◆ What needs to be done: The required output is a number: how many lines of the data below include the string "IdentityProvider".
Segment Open
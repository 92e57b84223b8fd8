//! Test doubles shared by the unit tests.

use std::collections::VecDeque;
use std::sync::atomic::{AtomicUsize, Ordering};
use std::sync::{Arc, Mutex};

use async_trait::async_trait;
use tokio::sync::{watch, Notify};

use crate::auth::{
    AuthError, Handshake, IdentityProvider, MemoryStore, Navigator, Principal, ProviderCredential,
    SessionManager,
};
use crate::notify::{Notice, Notifier};

pub(crate) fn principal(uid: &str) -> Principal {
    Principal {
        uid: uid.to_string(),
        display_name: Some("Octo Cat".to_string()),
        avatar_url: None,
        email: Some("octo@example.com".to_string()),
    }
}

pub(crate) fn handshake(uid: &str, identity_token: &str, access_token: Option<&str>) -> Handshake {
    Handshake {
        principal: principal(uid),
        identity_token: identity_token.to_string(),
        credential: ProviderCredential {
            provider_id: "github.com".to_string(),
            access_token: access_token.map(str::to_string),
            scopes: vec!["repo".to_string()],
        },
    }
}

/// Lets a test hold a scripted sign-in open.
#[derive(Clone, Default)]
pub(crate) struct Gate {
    pub entered: Arc<Notify>,
    pub release: Arc<Notify>,
}

pub(crate) struct MockProvider {
    principal: watch::Sender<Option<Principal>>,
    sign_in_results: Mutex<VecDeque<Result<Handshake, AuthError>>>,
    mint_result: Mutex<Result<String, AuthError>>,
    gate: Option<Gate>,
    mint_gate: Option<Gate>,
    sign_in_calls: AtomicUsize,
    mint_calls: AtomicUsize,
    sign_out_calls: AtomicUsize,
}

impl MockProvider {
    pub fn new() -> Self {
        let (principal, _) = watch::channel(None);
        Self {
            principal,
            sign_in_results: Mutex::new(VecDeque::new()),
            mint_result: Mutex::new(Ok("minted".to_string())),
            gate: None,
            mint_gate: None,
            sign_in_calls: AtomicUsize::new(0),
            mint_calls: AtomicUsize::new(0),
            sign_out_calls: AtomicUsize::new(0),
        }
    }

    pub fn with_principal(principal: Principal) -> Self {
        let provider = Self::new();
        provider.principal.send_replace(Some(principal));
        provider
    }

    pub fn gated(mut self) -> (Self, Gate) {
        let gate = Gate::default();
        self.gate = Some(gate.clone());
        (self, gate)
    }

    /// Holds every mint open until released. The scripted result is read
    /// after release, so it can be changed while the mint is pending.
    pub fn gated_mint(mut self) -> (Self, Gate) {
        let gate = Gate::default();
        self.mint_gate = Some(gate.clone());
        (self, gate)
    }

    pub fn push_sign_in(&self, result: Result<Handshake, AuthError>) {
        self.sign_in_results.lock().unwrap().push_back(result);
    }

    pub fn set_mint(&self, result: Result<String, AuthError>) {
        *self.mint_result.lock().unwrap() = result;
    }

    pub fn sign_in_calls(&self) -> usize {
        self.sign_in_calls.load(Ordering::SeqCst)
    }

    pub fn mint_calls(&self) -> usize {
        self.mint_calls.load(Ordering::SeqCst)
    }

    pub fn sign_out_calls(&self) -> usize {
        self.sign_out_calls.load(Ordering::SeqCst)
    }
}

#[async_trait]
impl IdentityProvider for MockProvider {
    async fn sign_in(&self, _scopes: &[String]) -> Result<Handshake, AuthError> {
        self.sign_in_calls.fetch_add(1, Ordering::SeqCst);
        if let Some(gate) = &self.gate {
            gate.entered.notify_one();
            gate.release.notified().await;
        }
        let result = self
            .sign_in_results
            .lock()
            .unwrap()
            .pop_front()
            .unwrap_or_else(|| Err(AuthError::Provider("no scripted sign-in".to_string())));
        if let Ok(handshake) = &result {
            self.principal.send_replace(Some(handshake.principal.clone()));
        }
        result
    }

    fn subscribe(&self) -> watch::Receiver<Option<Principal>> {
        self.principal.subscribe()
    }

    async fn mint_identity_token(
        &self,
        _principal: &Principal,
        _force_refresh: bool,
    ) -> Result<String, AuthError> {
        self.mint_calls.fetch_add(1, Ordering::SeqCst);
        if let Some(gate) = &self.mint_gate {
            gate.entered.notify_one();
            gate.release.notified().await;
        }
        self.mint_result.lock().unwrap().clone()
    }

    async fn sign_out(&self) -> Result<(), AuthError> {
        self.sign_out_calls.fetch_add(1, Ordering::SeqCst);
        self.principal.send_replace(None);
        Ok(())
    }
}

#[derive(Default)]
pub(crate) struct RecordingNavigator {
    count: AtomicUsize,
}

impl RecordingNavigator {
    pub fn count(&self) -> usize {
        self.count.load(Ordering::SeqCst)
    }
}

impl Navigator for RecordingNavigator {
    fn navigate_to_entry(&self) {
        self.count.fetch_add(1, Ordering::SeqCst);
    }
}

#[derive(Default)]
pub(crate) struct RecordingNotifier {
    notices: Mutex<Vec<Notice>>,
}

impl RecordingNotifier {
    pub fn messages(&self) -> Vec<String> {
        self.notices
            .lock()
            .unwrap()
            .iter()
            .map(|n| n.message.clone())
            .collect()
    }

    pub fn last(&self) -> Option<Notice> {
        self.notices.lock().unwrap().last().cloned()
    }
}

impl Notifier for RecordingNotifier {
    fn notify(&self, notice: Notice) {
        self.notices.lock().unwrap().push(notice);
    }
}

/// A session manager wired to in-memory collaborators.
pub(crate) struct Harness {
    pub store: Arc<MemoryStore>,
    pub provider: Arc<MockProvider>,
    pub navigator: Arc<RecordingNavigator>,
    pub notifier: Arc<RecordingNotifier>,
    pub manager: Arc<SessionManager>,
}

impl Harness {
    pub fn new(provider: MockProvider) -> Self {
        let store = Arc::new(MemoryStore::new());
        let provider = Arc::new(provider);
        let navigator = Arc::new(RecordingNavigator::default());
        let notifier = Arc::new(RecordingNotifier::default());
        let manager = Arc::new(SessionManager::new(
            store.clone(),
            provider.clone(),
            navigator.clone(),
            notifier.clone(),
        ));
        Self {
            store,
            provider,
            navigator,
            notifier,
            manager,
        }
    }
}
Segment Closed
◆ Answer section: 2